Robert Gray: Bookstore as Sitcom, or #JimLooksAtTheCamera

"Sometimes I pretend I am in a sitcom," a colleague tells me when I mention a frustrating encounter. "That way all the annoying people are just quirky characters keeping things interesting."

I'm quoting the lines above because they ring true, but must give full credit to the Australian Booksellers Association's recent e-newsletter for tipping me off about bookseller/writer Freya Howarth's 2019 "Retail therapist" piece in Overland magazine.

Howarth cited one of my favorite novels in recent years, Sayaka Murata's Convenience Store Woman (Grove Press, translated by Ginny Tapley Takemori) and protagonist Keiko Furukura, "alert to the subtle sounds of the shop in which she works.... She modulates her behavior, from her smile and cheery tone of her voice to the exact words she speaks, to align with the company manual. She is the perfect worker."

Noting she recognized part of herself in Keiko because of "the habits I have developed over nine years of working in bookshops," Howarth wrote that she had "perfected the choreography of customer service: the greeting of the customer, the song and dance of payment ('Cash or card?'), the Pavlovian response to the metallic ping of the till drawer, the knack for pushing it closed with a hip while pulling a paper bag from under the counter, parting rustling paper and sliding in the neatly stacked books. I am good at this. Sometimes I am even great at this. But what does it mean to be good at what is seen and paid as unskilled work?"

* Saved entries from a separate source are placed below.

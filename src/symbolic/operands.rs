use std::fmt;
use std::fmt::{Debug, Formatter};
use std::sync::atomic::{AtomicUsize, Ordering};
use std::sync::Arc;

use eyre::eyre;

use crate::decorations::Format;
use crate::flags::UpdateFlags;
use crate::symbolic::{Expr, QuadraturePoint, Signature};
use crate::tensor::Tensor;
use crate::values::FeValuesBase;

/// A pair of ASCII and LaTeX names.
#[derive(Debug, Clone, PartialEq, Eq, Hash)]
pub struct Symbol {
    ascii: String,
    latex: String,
}

impl Symbol {
    pub fn new(ascii: impl Into<String>, latex: impl Into<String>) -> Self {
        Self {
            ascii: ascii.into(),
            latex: latex.into(),
        }
    }

    pub fn ascii(&self) -> &str {
        &self.ascii
    }

    pub fn latex(&self) -> &str {
        &self.latex
    }

    pub fn get(&self, format: Format) -> &str {
        match format {
            Format::Ascii => &self.ascii,
            Format::Latex => &self.latex,
        }
    }
}

/// A process-unique identity of a functor, used as a cache key.
#[derive(Debug, Copy, Clone, PartialEq, Eq, Hash, PartialOrd, Ord)]
pub struct FunctorId(usize);

impl FunctorId {
    pub(crate) fn next() -> Self {
        static NEXT_ID: AtomicUsize = AtomicUsize::new(0);
        Self(NEXT_ID.fetch_add(1, Ordering::Relaxed))
    }
}

pub(crate) type FunctorFn = dyn Fn(&QuadraturePoint<'_>) -> Tensor<f64> + Send + Sync;

#[derive(Clone)]
pub(crate) enum FunctorDefinition {
    Constant(Tensor<f64>),
    Function(Arc<FunctorFn>),
}

/// A user-supplied quantity evaluated at quadrature points.
#[derive(Clone)]
pub struct Functor {
    id: FunctorId,
    symbol: Symbol,
    signature: Signature,
    flags: UpdateFlags,
    definition: FunctorDefinition,
}

impl Debug for Functor {
    fn fmt(&self, f: &mut Formatter<'_>) -> fmt::Result {
        f.debug_struct("Functor")
            .field("id", &self.id)
            .field("symbol", &self.symbol)
            .field("signature", &self.signature)
            .field("flags", &self.flags)
            .field("constant", &self.is_constant())
            .finish()
    }
}
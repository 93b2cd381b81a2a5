//! Symbolic directional derivatives of expressions with respect to field solution operands.
use crate::symbolic::expr::{Node, Operand};
use crate::symbolic::operands::constant_scalar_in;
use crate::symbolic::{BinaryOp, Expr, Signature, SpaceOperand, SymbolicError, UnaryOp};

fn zero_like(expr: &Expr) -> Expr {
    Expr::zero(expr.signature())
}

/// `a + b`, folding zero operands.
fn sum(a: Expr, b: Expr, signature: Signature) -> Result<Expr, SymbolicError> {
    match (a.is_zero(), b.is_zero()) {
        (true, true) => Ok(Expr::zero(signature)),
        (true, false) => Ok(b),
        (false, true) => Ok(a),
        (false, false) => a.add(&b),
    }
}

/// `a - b`, folding zero operands.
fn difference(a: Expr, b: Expr, signature: Signature) -> Result<Expr, SymbolicError> {
    match (a.is_zero(), b.is_zero()) {
        (true, true) => Ok(Expr::zero(signature)),
        (true, false) => Ok(b.negate()),
        (false, true) => Ok(a),
        (false, false) => a.subtract(&b),
    }
}

/// `op(a, b)` for an operator that is linear in each argument, folding zero operands.
fn bilinear(op: &BinaryOp, a: &Expr, b: &Expr, signature: Signature) -> Result<Expr, SymbolicError> {
    if a.is_zero() || b.is_zero() {
        Ok(Expr::zero(signature))
    } else {
        Expr::binary(op.clone(), a, b)
    }
}

/// `op(a)` for a linear unary operator, folding a zero operand.
fn linear(op: UnaryOp, a: &Expr, signature: Signature) -> Result<Expr, SymbolicError> {
    if a.is_zero() {
        Ok(Expr::zero(signature))
    } else {
        Expr::unary(op, a)
    }
}

/// `scale * da`, folding a zero derivative.
fn chain(scale: Expr, da: &Expr, signature: Signature) -> Result<Expr, SymbolicError> {
    bilinear(&BinaryOp::Multiply, &scale, da, signature)
}

impl Expr {
    /// The directional derivative of the expression with respect to `argument`.
    ///
    /// Every occurrence of `argument` is replaced by the direction leaf with index `index`,
    /// so the result is linear in that direction. Subtrees that do not depend on the argument
    /// collapse to zero.
    pub(crate) fn directional_derivative(&self, argument: &SpaceOperand, index: usize) -> Result<Expr, SymbolicError> {
        let signature = self.signature();
        match self.node() {
            Node::Leaf(Operand::Space(operand)) if operand == argument => Ok(Expr::direction(index, signature)),
            Node::Leaf(_) => Ok(zero_like(self)),
            Node::Unary(op, a) => {
                let da = a.directional_derivative(argument, index)?;
                if da.is_zero() {
                    return Ok(zero_like(self));
                }
                match op {
                    UnaryOp::Negate => Ok(da.negate()),
                    UnaryOp::Transpose | UnaryOp::Symmetrize | UnaryOp::Trace => linear(*op, &da, signature),
                    UnaryOp::Invert => {
                        // d(A^-1) = -A^-1 dA A^-1
                        let inverse = a.invert()?;
                        Ok(inverse.multiply(&da)?.multiply(&inverse)?.negate())
                    }
                    UnaryOp::Determinant => {
                        // d(det A) = det A tr(A^-1 dA)
                        let inverse = a.invert()?;
                        let trace = inverse.multiply(&da)?.trace()?;
                        a.determinant()?.multiply(&trace)
                    }
                    UnaryOp::Norm => {
                        // d|A| = (A : dA) / |A|
                        let inner = if a.rank() == 0 {
                            a.multiply(&da)?
                        } else {
                            let pairs: Vec<_> = (0..a.rank()).map(|i| (i, i)).collect();
                            a.contract(&da, &pairs)?
                        };
                        inner.divide(&self.clone())
                    }
                    UnaryOp::Sqrt => {
                        let two = constant_scalar_in(2.0, self.dim());
                        da.divide(&two.multiply(self)?)
                    }
                    UnaryOp::Exp => chain(self.clone(), &da, signature),
                    UnaryOp::Log => da.divide(a),
                    UnaryOp::Sin => chain(a.cos()?, &da, signature),
                    UnaryOp::Cos => Ok(chain(a.sin()?, &da, signature)?.negate()),
                }
            }
            Node::Binary(op, a, b) => {
                let da = a.directional_derivative(argument, index)?;
                let db = b.directional_derivative(argument, index)?;
                match op {
                    BinaryOp::Add => sum(da, db, signature),
                    BinaryOp::Subtract => difference(da, db, signature),
                    BinaryOp::Multiply | BinaryOp::Contract(_) | BinaryOp::OuterProduct => {
                        let left = bilinear(op, &da, b, signature)?;
                        let right = bilinear(op, a, &db, signature)?;
                        sum(left, right, signature)
                    }
                    BinaryOp::Divide => {
                        // d(a / b) = da / b - (a db) / b^2
                        let left = if da.is_zero() {
                            Expr::zero(signature)
                        } else {
                            da.divide(b)?
                        };
                        let right = if db.is_zero() {
                            Expr::zero(signature)
                        } else {
                            a.multiply(&db)?.divide(&b.multiply(b)?)?
                        };
                        difference(left, right, signature)
                    }
                }
            }
        }
    }
}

One thing it means, speaking as someone who spent more than three decades in retail--split evenly between the grocery business and bookselling--is that our definition of "unskilled work" is often bullsh*t. When I worked for supermarkets, customers lined up at my register because I was fast and proud of it. The aisles I stocked were faced off and dusted. I was polite. I was a modified, if decidely more cynical version of Keiko.

One of my favorite stories from Studs Terkel's classic book Working is of Babe Secoli, the supermarket checker who says, "It's hard work, but I like it. This is my life.... I'm just movin'--the hips, the hand, and the register, the hips, the hand, and the register.... You just keep goin', one, two, one, two. If you've got that rhythm, you're a fast checker. Your feet are flat on the floor and you're turning your head back and forth.... If somebody interrupts to ask me the price, I'll answer while I'm movin'. Like playin' a piano."

Howarth observed that there "is a satisfaction, a jolt of pleasure, that comes from doing something well, from disappearing into a role. A feeling of moving fluidly through a space, confident and uninterrupted, never being snagged or lost. But there is also an emotional toll that comes from playing this part.... This emotional labor is an often overlooked aspect of retail work. Each customer requires a subtly different approach."

While exploring the many practical challenges of bookselling as a longterm profession, she wrote: "As a teenager, I imagined bookselling to be the ultimate part-time job. I never imagined I would be doing it in my late twenties, still unsure what I want from my working life. Being faced with this reality has provoked feelings of uncertainty and despair, emotions that have only intensified with the realization that my situation is a symptom of a much bigger problem. I dread the time when my bookshop job will switch from being viewed as desirable, intellectual, even romantic, to being a sign that I am squandering my potential and failing to grow up. Maybe this is already happening. Sometimes I talk my job down before anyone else can.... For all the artifice and the emotional labor, I have come to define myself by my work as a bookseller."

I became a bookseller at 42, so I'd already conceded somewhat (though a shadow definitely lingered) the whole "squandering my potential and failing to grow up" downside of frontline bookselling. At the time, the new job was actually a step up from the work I'd been doing shortly before being hired by the bookstore.

But here's the thing. When I started bookselling in the early '90s, the "retail sales floor as theater space" was a popular model for business gurus to flog, so I was well trained to make the transition to sitcom work. This realization grew substantially when I first saw the BBC version of The Office and later the NBC spinoff. Was there a documentary crew filming us at the bookstore every day? I think maybe there was.

Sometimes I pretend I am in a sitcom.

"Excuse me, I'm looking for a book with a blue cover by that guy who was on the Today Show." #JimLooksAtTheCamera

"Where's your nonfiction section?" #JimLooksAtTheCamera

"Are you a cash register?" #JimLooksAtTheCamera

"I know you've been stuck at the info desk all day, but we really need to get these books shelved before you leave." #JimLooksAtTheCamera

Earlier this week, Little, Brown Books for Young Readers announced that next October it will publish The Office: A Day at Dunder Mifflin Elementary by Robb Pearlman, illustrated by Melanie Demmer, to celebrate the series' 15th anniversary.

#JimLooksAtTheCamera... and then pre-orders the book for his kids.